Before diving into the work process on her latest animation ‘Box Cutters’ (2023), Naomi gives bits and pieces of insight into what shaped her as the animation filmmaker she is today. She received a BA in Dramatic Arts from the University of Witwatersrand in Johannesburg and a diploma in the art of puppetry from the École Nationale Supérieure des Arts de la Marionnette in France. Puppetry started her passion for animation, as she was interested in animating objects without being visible on stage. However, the hidden artist approach truly settled with one more simple element coming into play: a fascination with light and darkness. 

We can trace this fascination even to the influences that Naomi shared during the masterclass: from the German woodcut artists to William Kentridge, another well-known South African artist, whose main material of choice is charcoal. Naomi has decided on another medium that could contain all of her passions – the sand. 

Between 2015 and 2017, the filmmaker directed and independently produced three animated short films: ‘To All Things Beautiful’, ‘An Ordinary Blue Monday’ and ‘My Mum’s Bonkers’. These first experiences in creating the films on her own gave van Niekerk time to explore the material without the pressure, schedule, or even the storyboard. In retrospect, she was doing the right thing, considering how successful films became: ‘An Ordinary Blue Monday’ won the Jean-Luc Xiberras Award for Best First Film award at the Annecy International Film Festival, and ‘My Mum’s Bonkers’ was awarded the Creative Revelation Award at the 2018 Anima Festival in Brussels, Belgium. 

My Mom's Bonkers

When working, people all around her thought she was insane to spend so much time in solitude on a job that had no paying guarantees. However, Naomi explains that at that time, she already understood that filmmaking is more than a want – it’s a need. It’s the process that gives structure to her life. “Sounds dramatic, but that’s just how she feels”, she laughs and adds self-awarely. 

During the session, the filmmaker repeatedly emphasized not forcing the material but seeing what a medium can give her. Such an approach, collaboration with the material, gives Naomi’s films unique textures and dynamics. The combination of black sand and light sounds simple, but this simplicity in the hands of the artist can convey feelings of incredible depth – the vibrating anxiety in every frame of ‘An Ordinary Blue Monday’, or the melancholic feeling of ‘My Mum’s Bonkers’. It’s amazing how much space the in-betweenness of the black-and-white images can give to viewers.

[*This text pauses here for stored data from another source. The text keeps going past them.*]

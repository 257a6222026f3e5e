//! HTTP client for the GitHub REST API v3. Grounded on the teacher's
//! `adapters/plugins/github_issues/{client,egress,ingestion}.rs` — same
//! bearer-token request shape, same error-mapping convention — but
//! retargeted at the `ForgePort` trait instead of the teacher's
//! `EgressAdapter`/`IngestionAdapter` pair, and with retry-on-5xx handled
//! via the `backoff` crate (`spec.md` §7: `ForgeUnavailable` retried up to
//! 3 times with jittered backoff inside the forge client, never surfaced
//! past this adapter unless retries are exhausted).

use async_trait::async_trait;
use backoff::backoff::Backoff;
use backoff::ExponentialBackoffBuilder;
use reqwest::{Client, Method, StatusCode};
use std::sync::atomic::{AtomicU32, AtomicU64, Ordering};
use std::time::Duration;

use crate::domain::errors::CoreError;
use crate::domain::models::{Issue, IssueRef};
use crate::domain::ports::forge::{CreatedRef, ForgePort, RateLimitStatus};

use super::models::{
    GhAuthenticatedUser, GhCommentRequest, GhCreateRefResponse, GhIssue, GhIssueUpdateRequest,
    GhLabelCreateRequest,
};

pub struct GitHubForgeClient {
    http: Client,
    base_url: String,
    token: String,
    max_retries: u32,
    remaining: AtomicU32,
    limit: AtomicU32,
    reset_unix_secs: AtomicU64,
}

impl GitHubForgeClient {
    pub fn new(base_url: impl Into<String>, token: impl Into<String>, max_retries: u32) -> Self {
        Self {
            http: Client::new(),
            base_url: base_url.into(),
            token: token.into(),
            max_retries,
            remaining: AtomicU32::new(5_000),
            limit: AtomicU32::new(5_000),
            reset_unix_secs: AtomicU64::new(0),
        }
    }

    fn request(&self, method: Method, path: &str) -> reqwest::RequestBuilder {
        self.http
            .request(method, format!("{}{path}", self.base_url))
            .header("Authorization", format!("Bearer {}", self.token))
            .header("Accept", "application/vnd.github+json")
            .header("X-GitHub-Api-Version", "2022-11-28")
            .header("User-Agent", "agent-forge")
    }

    /// Issue a request, retrying on network errors and 5xx responses with
    /// jittered exponential backoff (up to `max_retries` attempts total).
    async fn send_with_retry(
        &self,
        make_request: impl Fn() -> reqwest::RequestBuilder,
    ) -> Result<reqwest::Response, CoreError> {
        let mut backoff = ExponentialBackoffBuilder::new()
            .with_initial_interval(Duration::from_millis(200))
            .with_max_interval(Duration::from_secs(5))
            .with_max_elapsed_time(Some(Duration::from_secs(30)))
            .build();

        let mut attempt = 0;
        loop {
            attempt += 1;
            let result = make_request().send().await;
            match result {
                Ok(resp) if resp.status().is_server_error() => {
                    if attempt >= self.max_retries {
                        let status = resp.status();
                        return Err(CoreError::ForgeUnavailable(format!(
                            "GitHub returned {status} after {attempt} attempts"
                        )));
                    }
                    if let Some(delay) = backoff.next_backoff() {
                        tokio::time::sleep(delay).await;
                        continue;
                    }
                    return Err(CoreError::ForgeUnavailable(format!(
                        "GitHub returned {} and backoff exhausted",
                        resp.status()
                    )));
                }
                Ok(resp) => {
                    self.update_budget_from_headers(resp.headers());
                    return Ok(resp);
                }
                Err(e) => {
                    if attempt >= self.max_retries {
                        return Err(CoreError::ForgeUnavailable(format!(
                            "GitHub request failed after {attempt} attempts: {e}"
                        )));
                    }
                    if let Some(delay) = backoff.next_backoff() {
                        tokio::time::sleep(delay).await;
                        continue;
                    }
                    return Err(CoreError::ForgeUnavailable(format!(
                        "GitHub request failed and backoff exhausted: {e}"
                    )));
                }
            }
        }
    }

    fn update_budget_from_headers(&self, headers: &reqwest::header::HeaderMap) {
        if let Some(remaining) = header_u32(headers, "x-ratelimit-remaining") {
            self.remaining.store(remaining, Ordering::Relaxed);
        }
        if let Some(limit) = header_u32(headers, "x-ratelimit-limit") {
            self.limit.store(limit, Ordering::Relaxed);
        }
        if let Some(reset) = header_u64(headers, "x-ratelimit-reset") {
            self.reset_unix_secs.store(reset, Ordering::Relaxed);
        }
    }

    async fn expect_success(resp: reqwest::Response, op: &str) -> Result<reqwest::Response, CoreError> {
        if resp.status().is_success() {
            Ok(resp)
        } else {
            let status = resp.status();
            let body = resp.text().await.unwrap_or_default();
            if status == StatusCode::UNPROCESSABLE_ENTITY || status == StatusCode::CONFLICT {
                Err(CoreError::Conflict(format!("{op} returned {status}: {body}")))
            } else {
                Err(CoreError::ForgeUnavailable(format!("{op} returned {status}: {body}")))
            }
        }
    }

    fn to_domain_issue(repo_id: &str, gh: GhIssue) -> Issue {
        Issue {
            issue_ref: IssueRef::new(repo_id, gh.number),
            title: gh.title,
            body: gh.body.unwrap_or_default(),
            labels: gh.labels.into_iter().map(|l| l.name).collect(),
            is_pull_request: gh.pull_request.is_some(),
            assignee_logins: gh.assignees.into_iter().map(|u| u.login).collect(),
        }
    }
}

fn header_u32(headers: &reqwest::header::HeaderMap, name: &str) -> Option<u32> {
    headers.get(name)?.to_str().ok()?.parse().ok()
}

fn header_u64(headers: &reqwest::header::HeaderMap, name: &str) -> Option<u64> {
    headers.get(name)?.to_str().ok()?.parse().ok()
}

#[async_trait]
impl ForgePort for GitHubForgeClient {
    async fn list_issues(&self, repo_id: &str, label: &str) -> Result<Vec<Issue>, CoreError> {
        let path = format!("/repos/{repo_id}/issues?state=open&labels={label}&per_page=100");
        let resp = self.send_with_retry(|| self.request(Method::GET, &path)).await?;
        let resp = Self::expect_success(resp, "list_issues").await?;
        let issues: Vec<GhIssue> = resp
            .json()
            .await
            .map_err(|e| CoreError::ForgeUnavailable(format!("list_issues parse failed: {e}")))?;
        Ok(issues
            .into_iter()
            .filter(|i| i.pull_request.is_none())
            .map(|i| Self::to_domain_issue(repo_id, i))
            .collect())
    }

    async fn list_issues_by_assignee(&self, repo_id: &str, assignee: &str) -> Result<Vec<Issue>, CoreError> {
        let path = format!("/repos/{repo_id}/issues?state=open&assignee={assignee}&per_page=100");
        let resp = self.send_with_retry(|| self.request(Method::GET, &path)).await?;
        let resp = Self::expect_success(resp, "list_issues_by_assignee").await?;
        let issues: Vec<GhIssue> = resp
            .json()
            .await
            .map_err(|e| CoreError::ForgeUnavailable(format!("list_issues_by_assignee parse failed: {e}")))?;
        Ok(issues
            .into_iter()
            .filter(|i| i.pull_request.is_none())
            .map(|i| Self::to_domain_issue(repo_id, i))
            .collect())
    }

    async fn get_issue(&self, repo_id: &str, issue_number: u64) -> Result<Issue, CoreError> {
        let path = format!("/repos/{repo_id}/issues/{issue_number}");
        let resp = self.send_with_retry(|| self.request(Method::GET, &path)).await?;
        let resp = Self::expect_success(resp, "get_issue").await?;
        let issue: GhIssue = resp
            .json()
            .await
            .map_err(|e| CoreError::ForgeUnavailable(format!("get_issue parse failed: {e}")))?;
        Ok(Self::to_domain_issue(repo_id, issue))
    }

    async fn create_label(&self, repo_id: &str, name: &str, color: &str) -> Result<(), CoreError> {
        let path = format!("/repos/{repo_id}/labels");
        let body = GhLabelCreateRequest {
            name: name.to_string(),
            color: color.to_string(),
        };
        let resp = self
            .send_with_retry(|| self.request(Method::POST, &path).json(&body))
            .await?;
        // A 422 here means the label already exists: idempotent no-op.
        if resp.status() == StatusCode::UNPROCESSABLE_ENTITY {
            return Ok(());
        }
        Self::expect_success(resp, "create_label").await?;
        Ok(())
    }

    async fn delete_label(&self, repo_id: &str, name: &str) -> Result<(), CoreError> {
        let path = format!("/repos/{repo_id}/labels/{name}");
        let resp = self.send_with_retry(|| self.request(Method::DELETE, &path)).await?;
        if resp.status() == StatusCode::NOT_FOUND {
            return Ok(());
        }
        Self::expect_success(resp, "delete_label").await?;
        Ok(())
    }

    async fn add_label(&self, repo_id: &str, issue_number: u64, label: &str) -> Result<(), CoreError> {
        let path = format!("/repos/{repo_id}/issues/{issue_number}/labels");
        let body = serde_json::json!({ "labels": [label] });
        let resp = self
            .send_with_retry(|| self.request(Method::POST, &path).json(&body))
            .await?;
        Self::expect_success(resp, "add_label").await?;
        Ok(())
    }

    async fn remove_label(&self, repo_id: &str, issue_number: u64, label: &str) -> Result<(), CoreError> {
        let path = format!("/repos/{repo_id}/issues/{issue_number}/labels/{label}");
        let resp = self.send_with_retry(|| self.request(Method::DELETE, &path)).await?;
        if resp.status() == StatusCode::NOT_FOUND {
            return Ok(());
        }
        Self::expect_success(resp, "remove_label").await?;
        Ok(())
    }

    async fn create_comment(&self, repo_id: &str, issue_number: u64, body: &str) -> Result<(), CoreError> {
        let path = format!("/repos/{repo_id}/issues/{issue_number}/comments");
        let req = GhCommentRequest { body: body.to_string() };
        let resp = self
            .send_with_retry(|| self.request(Method::POST, &path).json(&req))
            .await?;
        Self::expect_success(resp, "create_comment").await?;
        Ok(())
    }

    async fn create_branch(&self, repo_id: &str, name: &str, from_ref: &str) -> Result<(), CoreError> {
        let ref_path = format!("/repos/{repo_id}/git/refs/heads/{from_ref}");
        let resp = self.send_with_retry(|| self.request(Method::GET, &ref_path)).await?;
        let resp = Self::expect_success(resp, "get_ref").await?;
        let sha: serde_json::Value = resp
            .json()
            .await
            .map_err(|e| CoreError::ForgeUnavailable(format!("get_ref parse failed: {e}")))?;
        let sha = sha["object"]["sha"].as_str().unwrap_or_default().to_string();

        let create_path = format!("/repos/{repo_id}/git/refs");
        let body = serde_json::json!({ "ref": format!("refs/heads/{name}"), "sha": sha });
        let resp = self
            .send_with_retry(|| self.request(Method::POST, &create_path).json(&body))
            .await?;
        Self::expect_success(resp, "create_branch").await?;
        Ok(())
    }

    async fn delete_branch(&self, repo_id: &str, name: &str) -> Result<(), CoreError> {
        let path = format!("/repos/{repo_id}/git/refs/heads/{name}");
        let resp = self.send_with_retry(|| self.request(Method::DELETE, &path)).await?;
        if resp.status() == StatusCode::NOT_FOUND {
            return Ok(());
        }
        Self::expect_success(resp, "delete_branch").await?;
        Ok(())
    }

    async fn create_pull_request(
        &self,
        repo_id: &str,
        title: &str,
        body: &str,
        head: &str,
        base: &str,
    ) -> Result<CreatedRef, CoreError> {
        let path = format!("/repos/{repo_id}/pulls");
        let req = serde_json::json!({ "title": title, "body": body, "head": head, "base": base });
        let resp = self
            .send_with_retry(|| self.request(Method::POST, &path).json(&req))
            .await?;
        let resp = Self::expect_success(resp, "create_pull_request").await?;
        let created: GhCreateRefResponse = resp
            .json()
            .await
            .map_err(|e| CoreError::ForgeUnavailable(format!("create_pull_request parse failed: {e}")))?;
        Ok(CreatedRef {
            number: created.number,
            url: created.html_url,
        })
    }

    async fn merge_pull_request(&self, repo_id: &str, pr_number: u64) -> Result<(), CoreError> {
        let path = format!("/repos/{repo_id}/pulls/{pr_number}/merge");
        let resp = self.send_with_retry(|| self.request(Method::PUT, &path)).await?;
        Self::expect_success(resp, "merge_pull_request").await?;
        Ok(())
    }

    async fn get_authenticated_user(&self) -> Result<String, CoreError> {
        let resp = self.send_with_retry(|| self.request(Method::GET, "/user")).await?;
        let resp = Self::expect_success(resp, "get_authenticated_user").await?;
        let user: GhAuthenticatedUser = resp
            .json()
            .await
            .map_err(|e| CoreError::ForgeUnavailable(format!("get_authenticated_user parse failed: {e}")))?;
        Ok(user.login)
    }

    async fn get_rate_limit_status(&self) -> Result<RateLimitStatus, CoreError> {
        Ok(RateLimitStatus {
            limit: self.limit.load(Ordering::Relaxed),
            remaining: self.remaining.load(Ordering::Relaxed),
            reset_unix_secs: self.reset_unix_secs.load(Ordering::Relaxed),
        })
    }
}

Van Niekerk’s latest film, ‘Box Cutters’, was the first in her filmography where a huge producer group was involved (the film was funded by ARTE, the European Culture Channel, among others). The filmmaker disarmingly jokes about her fear of tight-knit, overwhelming schedules and countless talks with producers. Although this was a new experience for her, she had certainly managed to preserve the core of her work. ‘Box Cutters’ focuses on the memory of the protagonist being attacked on the way home by three men and how she dealt with it. The film is based on a poem by Ronelda Kamfer, a South African poet (Naomi has used a poem as a base for her film before). 

'Box Cutters' trailer:

Working on the film, the filmmaker took a documentary approach, photographing the surroundings of Johannesburg, implementing those images in the sand, and seamlessly blending them together. During the masterclass, van Niekerk was generous with tips from her practice, from more amusing ones (“don’t animate a character with curly hair”) to more serious notions (“always leave a space for improvisation in the schedule”). However, if you are looking for only one key piece of advice from a filmmaker – key images are key (pun intended). For Naomi, key images are the first thing she extracts from her surroundings and the most important, thus non-negotiable things about her films.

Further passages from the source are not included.